Background service!

Hi I'm wondering,
Is there a way to run an application as a background service on HP-UNIX? I'm a complete noobie! Basically I got an application that runs as an NT service on windows. This application is cross-platform and I am wondering if I could run it as some background service on HP-unix such that even if the user is logged off it still executes in the background?

Please help with information surrounding this.

Regards

James

If u want the program to run in background....simply give the command like :

./servname &
---------

or else you may be looking for a daemon server. Daemon is a process that is completely detached of the input terminal. There are certain programming steps to make a program to run as a daemon that are taken care while developing that code.

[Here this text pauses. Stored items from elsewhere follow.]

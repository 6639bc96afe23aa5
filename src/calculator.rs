//! Metrics calculation: raw survey responses → `ProductRankingMetrics`.
//!
//! One record per (product, run). The sentiment pass is the only
//! suspension point; it fans out over the classifier with results matched
//! back by index. A product without a category is not an error: it is
//! logged, counted, and excluded from the run.

use chrono::{DateTime, Duration, Utc};
use metrics::counter;
use once_cell::sync::OnceCell;
use regex::Regex;
use std::sync::Arc;

use crate::classify::{classify_all, SharedClassifier};
use crate::config::RankingConfig;
use crate::model::{
    Product, ProductRankingMetrics, SentimentBreakdown, SentimentLabel, SurveyResponse,
    TrendDirection,
};

/// Sentinel for "never heard from": maps to a near-zero recency score.
const NO_RESPONSE_DAYS: u32 = 999;
/// Surveys are nominally 2-3 questions; 3 counts as fully answered.
const EXPECTED_ANSWERS_PER_RESPONSE: f64 = 3.0;
/// Answers longer than this count toward feedback volume.
const SUBSTANTIVE_ANSWER_CHARS: usize = 20;
/// NPS movement below this magnitude is considered stable.
const TREND_THRESHOLD_PCT: f64 = 5.0;

pub struct MetricsCalculator {
    config: Arc<RankingConfig>,
    classifier: SharedClassifier,
}

impl MetricsCalculator {
    pub fn new(config: Arc<RankingConfig>, classifier: SharedClassifier) -> Self {
        Self { config, classifier }
    }

    /// Compute the full metrics record for one product. Returns `None` when
    /// the product carries no category and therefore cannot be ranked.
    pub async fn compute(
        &self,
        product: &Product,
        responses: &[SurveyResponse],
        now: DateTime<Utc>,
    ) -> Option<ProductRankingMetrics> {
        let Some(category) = product.category.as_deref() else {
            tracing::warn!(product = %product.id, "product has no category; skipping");
            counter!("ranking_products_skipped_total").increment(1);
            return None;
        };

        let total_responses = responses.len() as u32;
        let nps_score = nps_score(responses.iter());

        let texts = feedback_texts(responses, self.config.classifier.min_text_len);
        let labels = classify_all(&self.classifier, texts).await;
        let (sentiment_score, sentiment_breakdown) = aggregate_sentiment(&labels);

        let survey_completion_rate = completion_rate(responses);
        let feedback_volume = feedback_volume(responses);

        let last_response_at = responses.iter().map(|r| r.submitted_at).max();
        let days_since_last_response = last_response_at
            .map(|ts| (now - ts).num_days().max(0) as u32)
            .unwrap_or(NO_RESPONSE_DAYS);

        let recent_response_count = count_since(responses, now - Duration::days(7));
        let recent_30d = count_since(responses, now - Duration::days(30));

        let (week_over_week_change, trend_direction) = week_over_week(responses, now);

        let confidence_score = confidence_blend(
            total_responses,
            days_since_last_response,
            recent_response_count,
        );

        let thresholds = &self.config.thresholds;
        let has_minimum_data = total_responses >= thresholds.min_total_responses
            && recent_30d >= thresholds.min_recent_responses;

        Some(ProductRankingMetrics {
            product_id: product.id.clone(),
            product_name: product.name.clone(),
            category: category.to_string(),
            nps_score,
            total_responses,
            sentiment_score,
            sentiment_breakdown,
            survey_completion_rate,
            feedback_volume,
            recent_response_count,
            last_response_at,
            days_since_last_response,
            week_over_week_change,
            trend_direction,
            confidence_score,
            has_minimum_data,
        })
    }
}

// ------------------------------------------------------------
// NPS
// ------------------------------------------------------------

fn nps_key_pattern() -> &'static Regex {
    static RE: OnceCell<Regex> = OnceCell::new();
    RE.get_or_init(|| Regex::new(r"(?i)nps|recommend").expect("valid nps key pattern"))
}

/// The 0-10 rating of a response, taken from the first answer whose question
/// key signals an NPS/"recommend" question.
fn nps_rating(response: &SurveyResponse) -> Option<f64> {
    response.answers.iter().find_map(|(key, value)| {
        if !nps_key_pattern().is_match(key) {
            return None;
        }
        value.as_number().filter(|n| (0.0..=10.0).contains(n))
    })
}

/// Net Promoter Score over a set of responses: promoters (>=9) minus
/// detractors (<=6) over all scored, scaled to -100..100. Zero when nothing
/// is scoreable.
pub fn nps_score<'a>(responses: impl Iterator<Item = &'a SurveyResponse>) -> f64 {
    let mut promoters = 0u32;
    let mut detractors = 0u32;
    let mut scored = 0u32;
    for rating in responses.filter_map(nps_rating) {
        scored += 1;
        if rating >= 9.0 {
            promoters += 1;
        } else if rating <= 6.0 {
            detractors += 1;
        }
    }
    if scored == 0 {
        return 0.0;
    }
    (promoters as f64 - detractors as f64) / scored as f64 * 100.0
}

// ------------------------------------------------------------
// Sentiment
// ------------------------------------------------------------

/// Free-text answers long enough to carry sentiment, across all responses.
fn feedback_texts(responses: &[SurveyResponse], min_len: usize) -> Vec<String> {
    responses
        .iter()
        .flat_map(|r| r.answers.values())
        .filter_map(|a| a.as_text())
        .filter(|t| t.chars().count() > min_len)
        .map(str::to_string)
        .collect()
}

/// Positive share plus label counts. Unclassified fragments (failed or
/// disabled classifier) count as neutral; with no text at all the score
/// defaults to a neutral 0.5 so absence of text does not read as negative.
fn aggregate_sentiment(labels: &[Option<SentimentLabel>]) -> (f64, SentimentBreakdown) {
    let mut breakdown = SentimentBreakdown::default();
    for label in labels {
        match label {
            Some(SentimentLabel::Positive) => breakdown.positive += 1,
            Some(SentimentLabel::Negative) => breakdown.negative += 1,
            _ => breakdown.neutral += 1,
        }
    }
    let total = breakdown.total();
    let score = if total == 0 {
        0.5
    } else {
        breakdown.positive as f64 / total as f64
    };
    (score, breakdown)
}

// ------------------------------------------------------------
// Engagement & recency
// ------------------------------------------------------------

fn completion_rate(responses: &[SurveyResponse]) -> f64 {
    if responses.is_empty() {
        return 0.0;
    }
    let answers: usize = responses.iter().map(|r| r.answers.len()).sum();
    let avg = answers as f64 / responses.len() as f64;
    (avg / EXPECTED_ANSWERS_PER_RESPONSE).min(1.0)
}

/// Responses carrying at least one substantive free-text answer.
fn feedback_volume(responses: &[SurveyResponse]) -> u32 {
    responses
        .iter()
        .filter(|r| {
            r.answers
                .values()
                .filter_map(|a| a.as_text())
                .any(|t| t.chars().count() > SUBSTANTIVE_ANSWER_CHARS)
        })
        .count() as u32
}

fn count_since(responses: &[SurveyResponse], cutoff: DateTime<Utc>) -> u32 {
    responses.iter().filter(|r| r.submitted_at > cutoff).count() as u32
}

// ------------------------------------------------------------
// Trend
// ------------------------------------------------------------

/// NPS over the trailing 7 days vs the 7 days before that, as a signed
/// percent change. Zero when the previous window has no signal.
fn week_over_week(responses: &[SurveyResponse], now: DateTime<Utc>) -> (f64, TrendDirection) {
    let week_ago = now - Duration::days(7);
    let two_weeks_ago = now - Duration::days(14);

    let current = nps_score(responses.iter().filter(|r| r.submitted_at > week_ago));
    let previous = nps_score(
        responses
            .iter()
            .filter(|r| r.submitted_at > two_weeks_ago && r.submitted_at <= week_ago),
    );

    let change = if previous != 0.0 {
        (current - previous) / previous.abs() * 100.0
    } else {
        0.0
    };
    let direction = if change > TREND_THRESHOLD_PCT {
        TrendDirection::Up
    } else if change < -TREND_THRESHOLD_PCT {
        TrendDirection::Down
    } else {
        TrendDirection::Stable
    };
    (change, direction)
}

// ------------------------------------------------------------
// Confidence
// ------------------------------------------------------------

/// Descriptive data-confidence blend: volume (0.5), recency (0.3),
/// recent activity (0.2). Clamped so the blend stays in [0,1].
fn confidence_blend(total: u32, days_since_last: u32, recent: u32) -> f64 {
    let volume_conf = (total as f64 / 100.0).min(1.0);
    let recency_conf = (1.0 - days_since_last as f64 / 30.0).max(0.0);
    let activity_base = total.min(20);
    let activity_conf = if activity_base == 0 {
        0.0
    } else {
        (recent as f64 / activity_base as f64).min(1.0)
    };
    (volume_conf * 0.5 + recency_conf * 0.3 + activity_conf * 0.2).clamp(0.0, 1.0)
}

Services on Unix are usually called daemons
because they silently and diligently run in the background for long periods
(mostly until next system reboot) and service clients (however the roles may
also be changed) thus acting like benign leprechauns contrary to malign demons
(note the different spelling).
To achieve this daemons in the traditional way fork after they have started.
This means they make an exact copy of their process also inheriting the environment
as well as file descriptors etc.
If you issue man fork you will notice that this is also the name of a Unix system library call.
Btw, you may already have come across Beastie the BSD mascot.
As can be easily realized Beastie is the incorporation of a Unix daemon with a fork in its hand.
Once a daemon has forked it would exit its parent process,
change directory to / (or into chroot), not to block other mounts,
close unused file descriptors, and do other prepatory cleanup or initialization work.
Finally to really background it would need to dissociate from any controlling terminal
by starting a new session through the setsid syscall.
In BSD style syntax you could issue ps x to get a list of all background processes.
If you started a process from an interactive shell with an appended ampersand &,
although it would background, you would still reap it if you exited your shell because on exit the shell (or the system) would send a hangup signal to all its backgrounded processes.
To avoid this you would also have to prepend a nohup before your startup command.
If you were using a Bash shell however you could still use the disown command for a merely backgrounded but not nohupped process (see man bash).